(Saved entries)
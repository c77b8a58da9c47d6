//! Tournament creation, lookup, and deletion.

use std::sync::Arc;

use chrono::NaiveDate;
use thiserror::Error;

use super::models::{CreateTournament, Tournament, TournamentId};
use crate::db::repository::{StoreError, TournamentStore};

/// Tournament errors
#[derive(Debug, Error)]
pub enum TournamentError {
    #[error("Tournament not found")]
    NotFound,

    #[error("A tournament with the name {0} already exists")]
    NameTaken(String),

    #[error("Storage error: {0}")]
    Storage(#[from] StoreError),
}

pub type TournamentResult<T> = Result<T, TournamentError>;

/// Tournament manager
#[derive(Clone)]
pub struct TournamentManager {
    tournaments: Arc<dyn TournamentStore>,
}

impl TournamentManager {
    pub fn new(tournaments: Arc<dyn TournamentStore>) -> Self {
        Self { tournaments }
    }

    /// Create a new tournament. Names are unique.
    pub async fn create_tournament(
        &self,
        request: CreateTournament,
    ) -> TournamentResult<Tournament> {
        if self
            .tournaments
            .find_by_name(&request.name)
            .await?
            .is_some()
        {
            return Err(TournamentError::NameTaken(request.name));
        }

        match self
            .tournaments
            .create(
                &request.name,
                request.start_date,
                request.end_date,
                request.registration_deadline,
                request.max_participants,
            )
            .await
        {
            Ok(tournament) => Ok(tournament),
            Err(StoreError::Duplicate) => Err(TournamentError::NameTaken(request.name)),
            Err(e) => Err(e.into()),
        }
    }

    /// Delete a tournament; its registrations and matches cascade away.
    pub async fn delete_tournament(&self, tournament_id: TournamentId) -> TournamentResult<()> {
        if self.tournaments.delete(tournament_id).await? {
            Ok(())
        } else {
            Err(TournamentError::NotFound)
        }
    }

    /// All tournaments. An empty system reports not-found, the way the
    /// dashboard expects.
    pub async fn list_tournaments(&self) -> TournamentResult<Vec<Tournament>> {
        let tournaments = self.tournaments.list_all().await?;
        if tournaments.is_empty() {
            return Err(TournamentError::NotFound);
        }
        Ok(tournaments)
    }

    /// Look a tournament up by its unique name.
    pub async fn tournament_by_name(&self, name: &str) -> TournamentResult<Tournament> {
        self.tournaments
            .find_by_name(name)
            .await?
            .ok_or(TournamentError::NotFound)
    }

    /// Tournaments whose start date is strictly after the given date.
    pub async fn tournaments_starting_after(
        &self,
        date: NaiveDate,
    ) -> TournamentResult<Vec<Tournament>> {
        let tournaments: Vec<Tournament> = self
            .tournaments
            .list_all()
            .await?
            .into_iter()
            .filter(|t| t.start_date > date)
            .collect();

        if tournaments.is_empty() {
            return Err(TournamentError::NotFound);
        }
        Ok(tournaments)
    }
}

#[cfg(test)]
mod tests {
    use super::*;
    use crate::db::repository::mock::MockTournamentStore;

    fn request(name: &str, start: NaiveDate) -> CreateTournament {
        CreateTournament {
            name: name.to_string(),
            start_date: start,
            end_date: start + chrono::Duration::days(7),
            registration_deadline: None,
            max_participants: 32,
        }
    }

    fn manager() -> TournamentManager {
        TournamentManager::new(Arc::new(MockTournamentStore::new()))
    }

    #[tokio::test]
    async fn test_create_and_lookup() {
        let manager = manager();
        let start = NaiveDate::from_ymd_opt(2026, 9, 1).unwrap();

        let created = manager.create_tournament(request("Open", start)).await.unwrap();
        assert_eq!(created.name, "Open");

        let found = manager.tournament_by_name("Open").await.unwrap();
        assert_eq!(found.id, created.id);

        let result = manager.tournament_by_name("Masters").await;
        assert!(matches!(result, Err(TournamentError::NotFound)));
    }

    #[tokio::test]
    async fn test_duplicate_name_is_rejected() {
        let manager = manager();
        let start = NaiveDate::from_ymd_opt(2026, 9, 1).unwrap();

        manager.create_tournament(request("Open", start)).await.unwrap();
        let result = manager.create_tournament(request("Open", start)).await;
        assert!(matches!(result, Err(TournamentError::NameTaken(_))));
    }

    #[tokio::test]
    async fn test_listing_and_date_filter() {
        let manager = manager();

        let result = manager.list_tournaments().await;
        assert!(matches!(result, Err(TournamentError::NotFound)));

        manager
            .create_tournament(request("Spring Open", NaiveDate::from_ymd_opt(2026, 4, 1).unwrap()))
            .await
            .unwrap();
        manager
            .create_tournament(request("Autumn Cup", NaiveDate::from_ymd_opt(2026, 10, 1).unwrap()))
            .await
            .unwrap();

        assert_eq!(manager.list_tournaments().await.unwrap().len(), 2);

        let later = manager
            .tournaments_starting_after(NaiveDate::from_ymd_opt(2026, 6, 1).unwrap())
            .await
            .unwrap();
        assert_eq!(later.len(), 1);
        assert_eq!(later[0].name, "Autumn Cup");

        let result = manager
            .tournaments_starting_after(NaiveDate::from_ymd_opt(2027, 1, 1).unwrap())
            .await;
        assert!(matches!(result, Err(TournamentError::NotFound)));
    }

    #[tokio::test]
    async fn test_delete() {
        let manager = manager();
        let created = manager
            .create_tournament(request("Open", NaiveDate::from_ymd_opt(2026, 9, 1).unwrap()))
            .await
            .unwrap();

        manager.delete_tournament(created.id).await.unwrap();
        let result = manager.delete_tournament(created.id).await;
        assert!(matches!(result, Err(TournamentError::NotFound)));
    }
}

### Assigned task:
What is needed is every line from the data above that includes the string "chrono", copied out.

### Answer:
use chrono::NaiveDate;
            end_date: start + chrono::Duration::days(7),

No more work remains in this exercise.